Much more problematic is that as you’re working on independent pieces of fabric ( bodice and skirt non assembled), the probability of getting button placement wrong is quite high. That’s exactly what happened to me! My coat has two rows of 4 buttons instead of 3 only because I got the placement of the skirt button wrong, so I had to add and intermediary button just below the waist line. Luckily it is not too obvious; but next time I will definitely tackle the buttonholes after having assembled bodice to skirt pieces. And I may well explore traditional machine-sewn buttonholes to be honest…
All the rest is just plain sailing
From all these warnings, you will think that I had a terrible time with this coat, but I didn’t, I actually enjoyed sewing it a lot! The very big positives of the Luzerne pattern are the following:
- The instructions are so good that the coat feels actually very easy to put together (once the buttonhole phase is over that is). You just have to follow meticulously absolutely all the steps – something I rarely do for easier pieces I am used to sewing (did I hear someone say dresses?). Here, I even followed the cutting layout, which I had never ever done before, can you believe? Very silly of my because it does make your life much easier.

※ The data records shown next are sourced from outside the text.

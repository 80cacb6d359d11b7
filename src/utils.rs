//! Utility functions for the KStyled compiler
//!
//! Value normalization and placeholder handling shared by the build-time
//! parser, the fallback parser and the runtime merger.

use crate::core::constants::{
    NUMERIC_UNITS, PLACEHOLDER_PREFIX, PLACEHOLDER_SUFFIX, PLACEHOLDER_UNITS,
};
use crate::types::StyleValue;

use once_cell::sync::Lazy;
use regex::{Captures, Regex};

static PLACEHOLDER: Lazy<Regex> = Lazy::new(|| Regex::new(r"__EXPR_(\d+)__").unwrap());

static PLACEHOLDER_WITH_UNIT: Lazy<Regex> = Lazy::new(|| {
    Regex::new(&format!(r"(__EXPR_\d+__)(?i:{})$", PLACEHOLDER_UNITS.join("|"))).unwrap()
});

static NUMERIC_WITH_UNIT: Lazy<Regex> = Lazy::new(|| {
    Regex::new(&format!(r"^(-?\d+(?:\.\d+)?)(?:{})?$", NUMERIC_UNITS.join("|"))).unwrap()
});

static UPPERCASE: Lazy<Regex> = Lazy::new(|| Regex::new(r"[A-Z]").unwrap());

/// Convert a raw declaration value into a typed value.
///
/// First match wins:
/// 1. placeholder present: drop a unit written right after the marker, keep text
/// 2. trailing `%`: stays text
/// 3. `-?digits(.digits)?(px|em|rem)?`: number, unit discarded
/// 4. matching quotes: stripped
/// 5. anything else: trimmed text
pub fn normalize_value(raw: &str) -> StyleValue {
    let trimmed = raw.trim();

    if contains_placeholder(trimmed) {
        let stripped = PLACEHOLDER_WITH_UNIT.replace(trimmed, |caps: &Captures| caps[1].to_string());
        return StyleValue::Text(stripped.into_owned());
    }

    if trimmed.ends_with('%') {
        return StyleValue::text(trimmed);
    }

    if let Some(caps) = NUMERIC_WITH_UNIT.captures(trimmed) {
        if let Ok(number) = caps[1].parse::<f64>() {
            return StyleValue::Number(number);
        }
    }

    if let Some(inner) = strip_matching_quotes(trimmed) {
        return StyleValue::text(inner);
    }

    StyleValue::text(trimmed)
}

fn strip_matching_quotes(value: &str) -> Option<&str> {
    let bytes = value.as_bytes();
    if bytes.len() < 2 {
        return None;
    }

    let first = bytes[0];
    let last = bytes[bytes.len() - 1];
    if (first == b'"' || first == b'\'') && first == last {
        Some(&value[1..value.len() - 1])
    } else {
        None
    }
}

/// Marker for the expression at `index`
pub fn placeholder(index: usize) -> String {
    format!("{}{}{}", PLACEHOLDER_PREFIX, index, PLACEHOLDER_SUFFIX)
}

pub fn contains_placeholder(value: &str) -> bool {
    PLACEHOLDER.is_match(value)
}

/// Index of the first placeholder in `value`
pub fn placeholder_index(value: &str) -> Option<usize> {
    PLACEHOLDER
        .captures(value)
        .and_then(|caps| caps[1].parse::<usize>().ok())
}

/// Join template string parts with a placeholder between each pair.
///
/// `quasis` has one more element than there are expressions; extra
/// expressions beyond `quasis.len() - 1` get no marker.
pub fn build_css_string<S: AsRef<str>>(quasis: &[S], expression_count: usize) -> String {
    let mut css = String::new();
    for (i, part) in quasis.iter().enumerate() {
        css.push_str(part.as_ref());
        if i < expression_count && i + 1 < quasis.len() {
            css.push_str(&placeholder(i));
        }
    }
    css
}

/// `paddingHorizontal` -> `padding-horizontal`
pub fn camel_to_kebab(name: &str) -> String {
    UPPERCASE
        .replace_all(name, |caps: &Captures| format!("-{}", caps[0].to_lowercase()))
        .into_owned()
}

/// Whether `name` can be written as a bare JS object key
pub fn is_valid_identifier(name: &str) -> bool {
    let mut chars = name.chars();
    match chars.next() {
        Some(c) if c.is_ascii_alphabetic() || c == '_' || c == '$' => {}
        _ => return false,
    }
    chars.all(|c| c.is_ascii_alphanumeric() || c == '_' || c == '$')
}
// FILE: src/core/mod.rs

pub mod constants;
pub mod properties;

pub use constants::*;
pub use properties::{is_valid_property, kebab_to_camel, mapped_property, normalize_property};
//! Prop filtering and attrs resolution

use super::metadata::Attrs;
use super::Props;
use crate::core::constants::{PROP_AS, PROP_THEME, TRANSIENT_PROP_PREFIX};

use std::rc::Rc;

/// Transient (`$`-prefixed) props, `as` and `theme` stay with the styled layer.
pub fn should_filter_prop(key: &str) -> bool {
    key.starts_with(TRANSIENT_PROP_PREFIX) || key == PROP_AS || key == PROP_THEME
}

pub fn has_transient_props(props: &Props) -> bool {
    props.keys().any(|key| key.starts_with(TRANSIENT_PROP_PREFIX))
}

/// Props to forward to the wrapped component
pub fn filter_props(props: &Props) -> Props {
    props
        .iter()
        .filter(|(key, _)| !should_filter_prop(key))
        .map(|(key, value)| (key.clone(), value.clone()))
        .collect()
}

/// Attrs are defaults: explicitly passed props win.
pub fn merge_attrs_with_props(attrs: Option<&Attrs>, props: Props) -> Props {
    let resolved = match attrs.and_then(|attrs| attrs.resolve(&props)) {
        Some(resolved) => resolved,
        None => return props,
    };

    let mut merged = resolved;
    merged.extend(props);
    merged
}

/// Chain two attrs layers; the child's values win.
///
/// Two static objects are merged once. Otherwise both are evaluated per
/// render, the child seeing the props with the base results applied.
pub fn combine_attrs(base: Option<Attrs>, child: Option<Attrs>) -> Option<Attrs> {
    match (base, child) {
        (None, child) => child,
        (base, None) => base,
        (Some(Attrs::Static(mut base)), Some(Attrs::Static(child))) => {
            base.extend(child);
            Some(Attrs::Static(base))
        }
        (Some(base), Some(child)) => Some(Attrs::Computed(Rc::new(move |props: &Props| {
            let base_result = base.resolve(props);
            let child_result = match &base_result {
                Some(base_result) => {
                    let mut with_base = props.clone();
                    with_base.extend(base_result.clone());
                    child.resolve(&with_base)
                }
                None => child.resolve(props),
            };

            let mut combined = base_result.unwrap_or_default();
            combined.extend(child_result.unwrap_or_default());
            Some(combined)
        }))),
    }
}
//! Box-model shorthand expansion
//!
//! The same expansion runs at two points: while parsing a declaration block
//! (`padding: 4px 8px`) and while merging style fragments at render time,
//! where any remaining shorthand key has to become longhand so it can
//! override longhand base values. Both call [`expand_box_model`] with their
//! own set of target property names.

use crate::types::StyleMap;
use crate::utils::normalize_value;

/// Shorthands expanded while parsing (original, pre-normalization names)
pub const PARSE_TIME_SHORTHANDS: &[&str] = &["padding", "margin"];

/// Shorthands expanded while merging fragments (canonical names)
pub const MERGE_TIME_SHORTHANDS: &[&str] = &[
    "padding",
    "margin",
    "paddingHorizontal",
    "paddingVertical",
    "marginHorizontal",
    "marginVertical",
];

/// Which sides a box property addresses
#[derive(Debug, Clone, Copy, PartialEq, Eq, PartialOrd, Ord, Hash)]
pub enum BoxAxis {
    All,
    Vertical,
    Horizontal,
}

/// `paddingHorizontal` -> (`padding`, Horizontal)
pub fn split_box_property(property: &str) -> Option<(&'static str, BoxAxis)> {
    let family = if property.starts_with("padding") {
        "padding"
    } else if property.starts_with("margin") {
        "margin"
    } else {
        return None;
    };

    let axis = match &property[family.len()..] {
        "" => BoxAxis::All,
        "Vertical" => BoxAxis::Vertical,
        "Horizontal" => BoxAxis::Horizontal,
        _ => return None,
    };

    Some((family, axis))
}

/// Positional expansion of a box shorthand.
///
/// `None` when `property` is not in `targets` or the value count has no
/// positional meaning for it. Values are taken as given; callers normalize.
pub fn expand_box_model<V: Clone>(
    property: &str,
    values: &[V],
    targets: &[&str],
) -> Option<Vec<(String, V)>> {
    if !targets.contains(&property) {
        return None;
    }

    let (family, axis) = split_box_property(property)?;
    let side = |suffix: &str, value: &V| (format!("{}{}", family, suffix), value.clone());

    let expanded = match (axis, values) {
        (BoxAxis::All, [all]) => vec![
            side("Top", all),
            side("Right", all),
            side("Bottom", all),
            side("Left", all),
        ],
        (BoxAxis::All, [vertical, horizontal]) => vec![
            side("Vertical", vertical),
            side("Horizontal", horizontal),
        ],
        (BoxAxis::All, [top, right, bottom, left]) => vec![
            side("Top", top),
            side("Right", right),
            side("Bottom", bottom),
            side("Left", left),
        ],
        (BoxAxis::Vertical, [vertical]) => vec![side("Top", vertical), side("Bottom", vertical)],
        (BoxAxis::Horizontal, [horizontal]) => {
            vec![side("Left", horizontal), side("Right", horizontal)]
        }
        _ => return None,
    };

    Some(expanded)
}

/// Parse-time expansion of `padding`/`margin` with 2 or 4 space separated values.
///
/// Single values are not shorthand (`padding: 16px` stays `padding: 16`).
/// 3 or 5+ values return `None` as well and the caller keeps the raw text.
pub fn expand_shorthand(property: &str, raw_value: &str) -> Option<StyleMap> {
    let trimmed = raw_value.trim();
    if !trimmed.contains(char::is_whitespace) {
        return None;
    }

    let parts: Vec<_> = trimmed.split_whitespace().map(normalize_value).collect();

    expand_box_model(property.trim(), &parts, PARSE_TIME_SHORTHANDS)
        .map(|pairs| pairs.into_iter().collect())
}

#[cfg(test)]
mod tests {
    use super::*;
    use crate::types::StyleValue;

    fn map(pairs: &[(&str, f64)]) -> StyleMap {
        pairs
            .iter()
            .map(|(k, v)| (k.to_string(), StyleValue::Number(*v)))
            .collect()
    }

    #[test]
    fn test_two_value_shorthand() {
        let expanded = expand_shorthand("padding", "4px 8px").unwrap();
        assert_eq!(
            expanded,
            map(&[("paddingVertical", 4.0), ("paddingHorizontal", 8.0)])
        );

        let expanded = expand_shorthand("margin", "0 auto").unwrap();
        assert_eq!(expanded["marginVertical"], StyleValue::Number(0.0));
        assert_eq!(expanded["marginHorizontal"], StyleValue::text("auto"));
    }

    #[test]
    fn test_four_value_shorthand() {
        let expanded = expand_shorthand("padding", "10px 20px 30px 40px").unwrap();
        assert_eq!(
            expanded,
            map(&[
                ("paddingTop", 10.0),
                ("paddingRight", 20.0),
                ("paddingBottom", 30.0),
                ("paddingLeft", 40.0),
            ])
        );
    }

    #[test]
    fn test_declined_shorthands() {
        assert!(expand_shorthand("padding", "16px").is_none());
        assert!(expand_shorthand("padding", "1px 2px 3px").is_none());
        assert!(expand_shorthand("margin", "1 2 3 4 5").is_none());
        assert!(expand_shorthand("shadow-offset", "1 1").is_none());
        // Canonical axis names are not parse-time shorthands
        assert!(expand_shorthand("paddingHorizontal", "1 2").is_none());
    }

    #[test]
    fn test_merge_time_targets() {
        let expanded = expand_box_model("paddingHorizontal", &[5], MERGE_TIME_SHORTHANDS).unwrap();
        assert_eq!(
            expanded,
            vec![("paddingLeft".to_string(), 5), ("paddingRight".to_string(), 5)]
        );

        let expanded = expand_box_model("margin", &[2], MERGE_TIME_SHORTHANDS).unwrap();
        assert_eq!(expanded.len(), 4);
        assert!(expanded.iter().all(|(_, v)| *v == 2));

        assert!(expand_box_model("margin", &[2], PARSE_TIME_SHORTHANDS).is_some());
        assert!(expand_box_model("marginVertical", &[2], PARSE_TIME_SHORTHANDS).is_none());
        assert!(expand_box_model("paddingTop", &[2], MERGE_TIME_SHORTHANDS).is_none());
    }

    #[test]
    fn test_split_box_property() {
        assert_eq!(split_box_property("padding"), Some(("padding", BoxAxis::All)));
        assert_eq!(split_box_property("marginVertical"), Some(("margin", BoxAxis::Vertical)));
        assert_eq!(split_box_property("paddingTop"), None);
        assert_eq!(split_box_property("border"), None);
    }
}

- The sizing is absolutely spot on, with enough room at the bust and perfect ease at the waist. I really could not be bothered making a toile for this coat, for an obscure reason (I make toiles for most of my dresses). So I cut my usual Deer & Doe size 38 and it worked perfectly, I would really change nothing to the fit.
- The finished coat is impeccable, both outside thanks to a lot of topstitching and inside thanks to having all visible seams bound with bias tape.

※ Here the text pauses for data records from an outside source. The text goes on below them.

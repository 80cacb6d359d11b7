//! Style list assembly
//!
//! Priority, lowest first: compiled static entries in key order, the
//! dynamic patch, then the caller's `style` prop. Fragments added after the
//! static entries have their box shorthands expanded to longhand; the
//! platform ranks longhand above shorthand regardless of position, so an
//! unexpanded `paddingHorizontal` would lose to a static `paddingLeft`.

use super::registry::{entry_from_value, CompiledStyles, StyleEntry};
use super::StyleObject;
use crate::shorthand::{expand_box_model, split_box_property, BoxAxis, MERGE_TIME_SHORTHANDS};
use crate::utils::normalize_value;

use serde_json::Value;
use std::collections::HashMap;

/// How specific a key is about which box side it sets
fn specificity(property: &str) -> u8 {
    match split_box_property(property) {
        Some((_, BoxAxis::All)) => 0,
        Some(_) => 1,
        None => 2,
    }
}

pub fn build_style_list(
    compiled_styles: Option<&CompiledStyles>,
    style_keys: &[String],
    dynamic_patch: Option<StyleObject>,
    external_style: Option<&Value>,
) -> Vec<StyleEntry> {
    let mut styles = Vec::new();

    if let Some(compiled) = compiled_styles {
        styles.extend(
            style_keys
                .iter()
                .filter_map(|key| compiled.get(key).copied())
                .map(StyleEntry::Registered),
        );
    }

    if let Some(patch) = dynamic_patch.filter(|patch| !patch.is_empty()) {
        let patch = expand_shorthand_properties(normalize_dynamic_patch(patch));
        styles.push(StyleEntry::Inline(patch));
    }

    if let Some(external) = external_style {
        push_external(&mut styles, external);
    }

    styles
}

/// Nested lists are flattened in order; `null`/`false` holes are skipped.
fn push_external(styles: &mut Vec<StyleEntry>, value: &Value) {
    match value {
        Value::Array(items) => {
            for item in items {
                push_external(styles, item);
            }
        }
        Value::Object(object) => {
            styles.push(StyleEntry::Inline(expand_shorthand_properties(object.clone())));
        }
        other => {
            if let Some(entry) = entry_from_value(other) {
                styles.push(entry);
            }
        }
    }
}

/// Shallow merge; the child's properties win.
pub fn merge_dynamic_patches(
    base: Option<StyleObject>,
    child: Option<StyleObject>,
) -> Option<StyleObject> {
    match (base, child) {
        (None, None) => None,
        (Some(patch), None) | (None, Some(patch)) => Some(patch),
        (Some(mut base), Some(child)) => {
            base.extend(child);
            Some(base)
        }
    }
}

/// Rewrite box shorthands in one fragment as `Top`/`Right`/`Bottom`/`Left`.
///
/// Within the fragment a more specific key keeps its value whatever the
/// declaration order: `paddingLeft` > `paddingHorizontal` > `padding`.
pub fn expand_shorthand_properties(style: StyleObject) -> StyleObject {
    let needs_expansion = style
        .keys()
        .any(|key| MERGE_TIME_SHORTHANDS.contains(&key.as_str()));
    if !needs_expansion {
        return style;
    }

    let mut expanded = StyleObject::new();
    let mut ranks: HashMap<String, u8> = HashMap::new();

    for (property, value) in style {
        let rank = specificity(&property);
        let sides = expand_box_model(&property, std::slice::from_ref(&value), MERGE_TIME_SHORTHANDS)
            .unwrap_or_else(|| vec![(property, value)]);

        for (key, value) in sides {
            if ranks.get(&key).map_or(true, |existing| *existing <= rank) {
                ranks.insert(key.clone(), rank);
                expanded.insert(key, value);
            }
        }
    }

    expanded
}

/// Run every patch value back through the value normalizer.
///
/// Expressions may return unit-suffixed text (`"12px"`); arrays and nested
/// objects (`transform: [{ translateX: "4px" }]`) are normalized entry by entry.
pub fn normalize_dynamic_patch(patch: StyleObject) -> StyleObject {
    patch
        .into_iter()
        .map(|(property, value)| (property, normalize_json(value)))
        .collect()
}

fn normalize_json(value: Value) -> Value {
    match value {
        Value::String(text) => normalize_value(&text).to_json(),
        Value::Array(items) => Value::Array(items.into_iter().map(normalize_json).collect()),
        Value::Object(object) => Value::Object(normalize_dynamic_patch(object)),
        other => other,
    }
}
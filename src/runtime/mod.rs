//! Render-time style runtime
//!
//! The compiled output hands each styled component a [`StyleMetadata`]
//! bundle. At render time the pieces here turn that bundle, the component's
//! props and the caller's `style` prop into the ordered style list passed to
//! the host component.
//!
//! Values are modelled with `serde_json::Value`; functions written in the
//! template are modelled as Rust closures over [`Props`].

pub mod component;
pub mod css;
pub mod fallback;
pub mod merger;
pub mod metadata;
pub mod props;
pub mod registry;
pub mod styled;
pub mod theme;

use serde_json::{Map, Value};
use std::fmt;
use std::rc::Rc;

/// Component props (including `theme` once resolved)
pub type Props = Map<String, Value>;

/// One inline style object
pub type StyleObject = Map<String, Value>;

pub use component::{resolve_metadata, Animated, ComponentHandle, ForwardRef, HostComponent, Memo};
pub use css::{CssCallSite, CssResult, CssStyle};
pub use fallback::parse_template;
pub use merger::{
    build_style_list, expand_shorthand_properties, merge_dynamic_patches, normalize_dynamic_patch,
};
pub use metadata::{merge_metadata, Attrs, DynamicPatchFn, StyleMetadata};
pub use props::{combine_attrs, filter_props, has_transient_props, merge_attrs_with_props};
pub use registry::{CompiledStyles, StyleEntry, StyleId, StyleSheetRegistry};
pub use styled::{RenderedElement, StyledComponent, StyledFactory};
pub use theme::{use_theme, RenderContext, Theme, ThemeProvider};

/// A value interpolated into a style template
#[derive(Clone)]
pub enum Interpolation {
    Value(Value),
    /// Evaluated against the component's merged props
    Function(Rc<dyn Fn(&Props) -> Value>),
}

impl Interpolation {
    pub fn function<F>(f: F) -> Self
    where
        F: Fn(&Props) -> Value + 'static,
    {
        Interpolation::Function(Rc::new(f))
    }

    pub fn evaluate(&self, props: &Props) -> Value {
        match self {
            Interpolation::Value(value) => value.clone(),
            Interpolation::Function(f) => f(props),
        }
    }

    pub fn is_function(&self) -> bool {
        matches!(self, Interpolation::Function(_))
    }
}

impl fmt::Debug for Interpolation {
    fn fmt(&self, f: &mut fmt::Formatter<'_>) -> fmt::Result {
        match self {
            Interpolation::Value(value) => f.debug_tuple("Value").field(value).finish(),
            Interpolation::Function(_) => f.write_str("Function(..)"),
        }
    }
}

impl From<Value> for Interpolation {
    fn from(value: Value) -> Self {
        Interpolation::Value(value)
    }
}

impl From<&str> for Interpolation {
    fn from(value: &str) -> Self {
        Interpolation::Value(Value::String(value.to_string()))
    }
}

impl From<f64> for Interpolation {
    fn from(value: f64) -> Self {
        Interpolation::Value(crate::types::number_value(value))
    }
}

#[cfg(test)]
mod tests {
    use super::*;
    use serde_json::json;

    #[test]
    fn test_interpolation_evaluation() {
        let mut props = Props::new();
        props.insert("$size".into(), json!(12));

        let size = Interpolation::function(|p: &Props| p.get("$size").cloned().unwrap_or(Value::Null));
        assert!(size.is_function());
        assert_eq!(size.evaluate(&props), json!(12));

        let fixed = Interpolation::from("red");
        assert!(!fixed.is_function());
        assert_eq!(fixed.evaluate(&props), json!("red"));
        assert_eq!(Interpolation::from(4.0).evaluate(&props), json!(4));
        assert_eq!(format!("{:?}", size), "Function(..)");
    }
}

- The shape is exactly what I have been looking for all these years! In its lengthened version, this coat is the perfect version of the fit-and-flare (but not too flare) coat I was looking for. I am definitely planning a wool version now, as there is enough ease to use thicker fabric I think.
A few pieces of advice
If you’re planning to make this coat, here are a few words of advice:
- Make up your mind on whether you want to lengthen it or not immediately, as if you do you will need to order more fabric than what is advised on the enveloppe.
- Get all your supplies ready before starting: buttons, interfacing, bias tape. There is nothing more frustrating on a project of this size than having to stop due to lack of supplies! On the pictures, you may notice that the back flap of my coat is unfinished, because I was missing one single button (after my buttonhole drama), arrggghhh!! All sorted now, just after the pictures, no comment
- Cut directly into the pattern rather than reproducing it. I never ever cut my patterns and instead reproduce them on tracing paper, as I want to save them for my daughters if they end-up being smaller or bigger than me. However with Luzerne I did cut directly into the pattern, just to make sure not to get mixed up with the sheer number of pattern pieces – and I am very happy I did. The one thing you need to be aware of, though, is that there is a slight overlap of two skirt pieces – do reproduce this small bit before cutting.
- Take your time and enjoy the process. This is not a quick make and it makes it all the more enjoyable in my view.
Conclusion: how many more Luzerne to come?
I am so pleased with this coat that I already have two other versions in mind: one in a powder pink version of the same fabric; and one in baby blue double-face cashmere (if it managed to cross the France-UK border, fingers crossed). This will not happen immediately though, as I want the process to remain as enjoyable as this one was. So I think we’re done with the outwear side of my Spring wardrobe now. The rest can now follow (did I hear someone say dresses again? – well, you may be surprised!).